"It teaches students how to think and learn," she said. "Those are skills students can use not only in their English language arts classes but in all their other (classes) as well."
Administrators will train in the new program July 23, and teacher training for those who will be using the program is July 24-26. On Aug. 8, teachers will begin using the new program in their classrooms.
Cain said 100 percent of teachers and administrators who would be using the program want to use it and believe it will work.
Superintendent Karen Hatter agreed.
"It isn't a top-down decision," Hatter said. "They (the teachers) decided they wanted it and then they came to us."
Cain said she wasn't conservative when she set a first-year goal for the program of getting a 10-percent increase in the number of students scoring well on the ACT and two other ACT-based preparedness tests.
"If you shoot for the moon and you miss, you still land on the stars," she said. "We believe we can get a lot of bang for our buck."
Just under 40 percent of high school students scored at or above the benchmark goal on the ACT in the 2010-2011 school year.

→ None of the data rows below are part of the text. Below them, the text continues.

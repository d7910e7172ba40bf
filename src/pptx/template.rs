//! Fixed XML for the static package parts every generated deck shares.
//!
//! Slides are composed against a blank layout; master, layout, and theme
//! carry no placeholders. None of these parts contain timestamps, so the
//! same deck always serializes to the same bytes.

/// `/ppt/slideMasters/slideMaster1.xml` — empty master with the standard
/// color map, referencing the blank layout as rId1.
pub const SLIDE_MASTER_XML: &str = r#"<?xml version="1.0" encoding="UTF-8" standalone="yes"?>
<p:sldMaster xmlns:a="http://schemas.openxmlformats.org/drawingml/2006/main" xmlns:r="http://schemas.openxmlformats.org/officeDocument/2006/relationships" xmlns:p="http://schemas.openxmlformats.org/presentationml/2006/main"><p:cSld><p:bg><p:bgRef idx="1001"><a:schemeClr val="bg1"/></p:bgRef></p:bg><p:spTree><p:nvGrpSpPr><p:cNvPr id="1" name=""/><p:cNvGrpSpPr/><p:nvPr/></p:nvGrpSpPr><p:grpSpPr><a:xfrm><a:off x="0" y="0"/><a:ext cx="0" cy="0"/><a:chOff x="0" y="0"/><a:chExt cx="0" cy="0"/></a:xfrm></p:grpSpPr></p:spTree></p:cSld><p:clrMap bg1="lt1" tx1="dk1" bg2="lt2" tx2="dk2" accent1="accent1" accent2="accent2" accent3="accent3" accent4="accent4" accent5="accent5" accent6="accent6" hlink="hlink" folHlink="folHlink"/><p:sldLayoutIdLst><p:sldLayoutId id="2147483649" r:id="rId1"/></p:sldLayoutIdLst></p:sldMaster>"#;

/// `/ppt/slideLayouts/slideLayout1.xml` — the blank layout.
pub const SLIDE_LAYOUT_XML: &str = r#"<?xml version="1.0" encoding="UTF-8" standalone="yes"?>
<p:sldLayout xmlns:a="http://schemas.openxmlformats.org/drawingml/2006/main" xmlns:r="http://schemas.openxmlformats.org/officeDocument/2006/relationships" xmlns:p="http://schemas.openxmlformats.org/presentationml/2006/main" type="blank" preserve="1"><p:cSld name="Blank"><p:spTree><p:nvGrpSpPr><p:cNvPr id="1" name=""/><p:cNvGrpSpPr/><p:nvPr/></p:nvGrpSpPr><p:grpSpPr><a:xfrm><a:off x="0" y="0"/><a:ext cx="0" cy="0"/><a:chOff x="0" y="0"/><a:chExt cx="0" cy="0"/></a:xfrm></p:grpSpPr></p:spTree></p:cSld><p:clrMapOvr><a:masterClrMapping/></p:clrMapOvr></p:sldLayout>"#;

/// `/ppt/theme/theme1.xml` — minimal Office theme. Every run in a generated
/// deck carries explicit fonts and colors, so only schema completeness
/// matters here.
pub const THEME_XML: &str = r#"<?xml version="1.0" encoding="UTF-8" standalone="yes"?>
<a:theme xmlns:a="http://schemas.openxmlformats.org/drawingml/2006/main" name="Office Theme"><a:themeElements><a:clrScheme name="Office"><a:dk1><a:sysClr val="windowText" lastClr="000000"/></a:dk1><a:lt1><a:sysClr val="window" lastClr="FFFFFF"/></a:lt1><a:dk2><a:srgbClr val="44546A"/></a:dk2><a:lt2><a:srgbClr val="E7E6E6"/></a:lt2><a:accent1><a:srgbClr val="4472C4"/></a:accent1><a:accent2><a:srgbClr val="ED7D31"/></a:accent2><a:accent3><a:srgbClr val="A5A5A5"/></a:accent3><a:accent4><a:srgbClr val="FFC000"/></a:accent4><a:accent5><a:srgbClr val="5B9BD5"/></a:accent5><a:accent6><a:srgbClr val="70AD47"/></a:accent6><a:hlink><a:srgbClr val="0563C1"/></a:hlink><a:folHlink><a:srgbClr val="954F72"/></a:folHlink></a:clrScheme><a:fontScheme name="Office"><a:majorFont><a:latin typeface="Calibri Light"/><a:ea typeface=""/><a:cs typeface=""/></a:majorFont><a:minorFont><a:latin typeface="Calibri"/><a:ea typeface=""/><a:cs typeface=""/></a:minorFont></a:fontScheme><a:fmtScheme name="Office"><a:fillStyleLst><a:solidFill><a:schemeClr val="phClr"/></a:solidFill><a:solidFill><a:schemeClr val="phClr"/></a:solidFill><a:solidFill><a:schemeClr val="phClr"/></a:solidFill></a:fillStyleLst><a:lnStyleLst><a:ln w="6350" cap="flat" cmpd="sng" algn="ctr"><a:solidFill><a:schemeClr val="phClr"/></a:solidFill><a:prstDash val="solid"/></a:ln><a:ln w="12700" cap="flat" cmpd="sng" algn="ctr"><a:solidFill><a:schemeClr val="phClr"/></a:solidFill><a:prstDash val="solid"/></a:ln><a:ln w="19050" cap="flat" cmpd="sng" algn="ctr"><a:solidFill><a:schemeClr val="phClr"/></a:solidFill><a:prstDash val="solid"/></a:ln></a:lnStyleLst><a:effectStyleLst><a:effectStyle><a:effectLst/></a:effectStyle><a:effectStyle><a:effectLst/></a:effectStyle><a:effectStyle><a:effectLst/></a:effectStyle></a:effectStyleLst><a:bgFillStyleLst><a:solidFill><a:schemeClr val="phClr"/></a:solidFill><a:solidFill><a:schemeClr val="phClr"/></a:solidFill><a:solidFill><a:schemeClr val="phClr"/></a:solidFill></a:bgFillStyleLst></a:fmtScheme></a:themeElements><a:objectDefaults/><a:extraClrSchemeLst/></a:theme>"#;

/// `/ppt/presProps.xml`
pub const PRES_PROPS_XML: &str = r#"<?xml version="1.0" encoding="UTF-8" standalone="yes"?>
<p:presentationPr xmlns:p="http://schemas.openxmlformats.org/presentationml/2006/main"/>"#;

/// `/ppt/viewProps.xml`
pub const VIEW_PROPS_XML: &str = r#"<?xml version="1.0" encoding="UTF-8" standalone="yes"?>
<p:viewPr xmlns:p="http://schemas.openxmlformats.org/presentationml/2006/main"/>"#;

/// `/ppt/tableStyles.xml`
pub const TABLE_STYLES_XML: &str = r#"<?xml version="1.0" encoding="UTF-8" standalone="yes"?>
<a:tblStyleLst xmlns:a="http://schemas.openxmlformats.org/drawingml/2006/main" def="{5C22544A-7EE6-4342-B048-85BDC9FD1C3A}"/>"#;

/// `/docProps/core.xml` — deliberately carries no created/modified
/// timestamps.
pub const CORE_PROPS_XML: &str = r#"<?xml version="1.0" encoding="UTF-8" standalone="yes"?>
<cp:coreProperties xmlns:cp="http://schemas.openxmlformats.org/package/2006/metadata/core-properties" xmlns:dc="http://purl.org/dc/elements/1.1/" xmlns:dcterms="http://purl.org/dc/terms/" xmlns:dcmitype="http://purl.org/dc/dcmitype/" xmlns:xsi="http://www.w3.org/2001/XMLSchema-instance"><dc:title>AVEMO Fahrersoftware</dc:title><dc:creator>deckforge</dc:creator><cp:revision>1</cp:revision></cp:coreProperties>"#;

/// `/docProps/app.xml`
pub const APP_PROPS_XML: &str = r#"<?xml version="1.0" encoding="UTF-8" standalone="yes"?>
<Properties xmlns="http://schemas.openxmlformats.org/officeDocument/2006/extended-properties" xmlns:vt="http://schemas.openxmlformats.org/officeDocument/2006/docPropsVTypes"><Application>deckforge</Application></Properties>"#;
use super::*;
use clap::Parser;
use tempfile::tempdir;

#[test]
fn no_arguments_means_the_default_task() {
    let cli = Cli::try_parse_from(["pursmake"]).expect("parse");

    assert!(cli.tasks.is_empty());
    assert_eq!(cli.root, PathBuf::from("."));
    assert!(cli.config.is_none());
    assert!(cli.purs.is_none());
    assert!(!cli.list);
    assert!(!cli.json);
    assert!(!cli.verbose);
}

#[test]
fn parses_tasks_and_flags() {
    let cli = Cli::try_parse_from([
        "pursmake", "-C", "/proj", "--purs", "psc", "--jobs", "2", "--json", "clean", "build",
    ])
    .expect("parse");

    assert_eq!(cli.tasks, ["clean", "build"]);
    assert_eq!(cli.root, PathBuf::from("/proj"));
    assert_eq!(cli.purs.as_deref(), Some("psc"));
    assert_eq!(cli.jobs, Some(2));
    assert!(cli.json);
}

#[test]
fn list_prints_tasks_with_prerequisites() {
    let cli = Cli::try_parse_from(["pursmake", "--list"]).expect("parse");

    let mut buf = Vec::new();
    execute(cli, &mut buf).expect("execute");

    let text = String::from_utf8(buf).expect("utf8");
    let lines: Vec<&str> = text.lines().collect();
    assert!(lines.contains(&"build"));
    assert!(lines.contains(&"test (after: build)"));
    assert!(lines.contains(&"default (after: test)"));
    assert!(lines.contains(&"clean"));
    assert!(lines.contains(&"jsvalidate"));
}

#[test]
fn unknown_task_is_an_error() {
    let tmp = tempdir().expect("tempdir");
    let root = tmp.path().display().to_string();
    let cli = Cli::try_parse_from(["pursmake", "-C", root.as_str(), "deploy"]).expect("parse");

    let mut buf = Vec::new();
    let err = execute(cli, &mut buf).expect_err("must fail");
    assert!(format!("{err:#}").contains("unknown task `deploy`"));
}

#[test]
fn missing_explicit_config_is_an_error() {
    let tmp = tempdir().expect("tempdir");
    let root = tmp.path().display().to_string();
    let config = tmp.path().join("nope.toml").display().to_string();
    let cli = Cli::try_parse_from([
        "pursmake",
        "-C",
        root.as_str(),
        "--config",
        config.as_str(),
        "clean",
    ])
    .expect("parse");

    let mut buf = Vec::new();
    let err = execute(cli, &mut buf).expect_err("must fail");
    assert!(format!("{err:#}").contains("config file does not exist"));
}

Lincoln County High School Principal Tim Godbey said official ACT results for the most recent school year haven't come back yet, but he expects the high school to have improved substantially, exceeding the state average of around 50 percent.
If the high school has 52 percent of its students reach the benchmark this year, that means the goal for next year with SpringBoard would be 62 percent, Godbey explained.
"It's a realistic goal," he said.
Hatter said research has shown SpringBoard has been able to create that much improvement in other schools.
Godbey and Cain said in other schools where SpringBoard has been implemented, there has also been a cost-savings from reduced copying and paper use.
Before the board voted to approve the SpringBoard program, School Board Chairman Jim Kelley told Cain the board is fully behind the teachers and the idea.
"We'll give you whatever support we can to get that done," he said.